**WORK INSTRUCTIONS**
Find the string "scheme" in the material. Copy every line that has it.

**SUPPLIED MATERIAL**

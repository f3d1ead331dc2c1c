//! Maps a server URL and an `org/repo` identifier onto the job's API base URL.

use crate::jenkins::error::{FetchError, Result};
use url::Url;

/// Splits `org/repo` into its two segments, trimming surrounding whitespace.
///
/// Anything other than exactly one `/` with non-empty text on both sides is
/// rejected rather than producing a URL with a missing segment.
pub fn split_identifier(repo: &str) -> Result<(&str, &str)> {
    let mut parts = repo.split('/').map(str::trim);
    match (parts.next(), parts.next(), parts.next()) {
        (Some(org), Some(name), None) if !org.is_empty() && !name.is_empty() => Ok((org, name)),
        _ => Err(FetchError::IdentifierFormat(repo.to_string())),
    }
}

/// Parses `server_url` as an absolute http(s) base URL with trailing slashes
/// stripped. A query or fragment is rejected since the job path is appended
/// after it.
pub fn normalize_server_url(server_url: &str) -> Result<Url> {
    let invalid = |reason: String| FetchError::InvalidServerUrl {
        url: server_url.to_string(),
        reason,
    };
    let parsed =
        Url::parse(server_url.trim_end_matches('/')).map_err(|e| invalid(e.to_string()))?;
    if !matches!(parsed.scheme(), "http" | "https") {
        return Err(invalid(format!("unsupported scheme {:?}", parsed.scheme())));
    }
    match parsed.host_str() {
        Some(host) if !host.is_empty() => {}
        _ => return Err(invalid("missing host".to_string())),
    }
    if parsed.query().is_some() {
        return Err(invalid("query string not allowed".to_string()));
    }
    if parsed.fragment().is_some() {
        return Err(invalid("fragment not allowed".to_string()));
    }
    Ok(parsed)
}

/// Returns `{server_url}/job/{org}/job/{repo}/` with both segments
/// percent-encoded.
pub fn resolve(server_url: &str, repo: &str) -> Result<String> {
    let mut url = normalize_server_url(server_url)?;
    let (org, name) = split_identifier(repo)?;
    url.path_segments_mut()
        .map_err(|()| FetchError::InvalidServerUrl {
            url: server_url.to_string(),
            reason: "cannot be used as a base URL".to_string(),
        })?
        .pop_if_empty()
        .extend(["job", org, "job", name, ""]);
    Ok(url.into())
}

/// URL of a single build under a resolved job URL.
pub fn build_url(job_url: &str, number: u64) -> String {
    format!("{job_url}{number}/")
}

**TASK ANSWER**
    if !matches!(parsed.scheme(), "http" | "https") {
        return Err(invalid(format!("unsupported scheme {:?}", parsed.scheme())));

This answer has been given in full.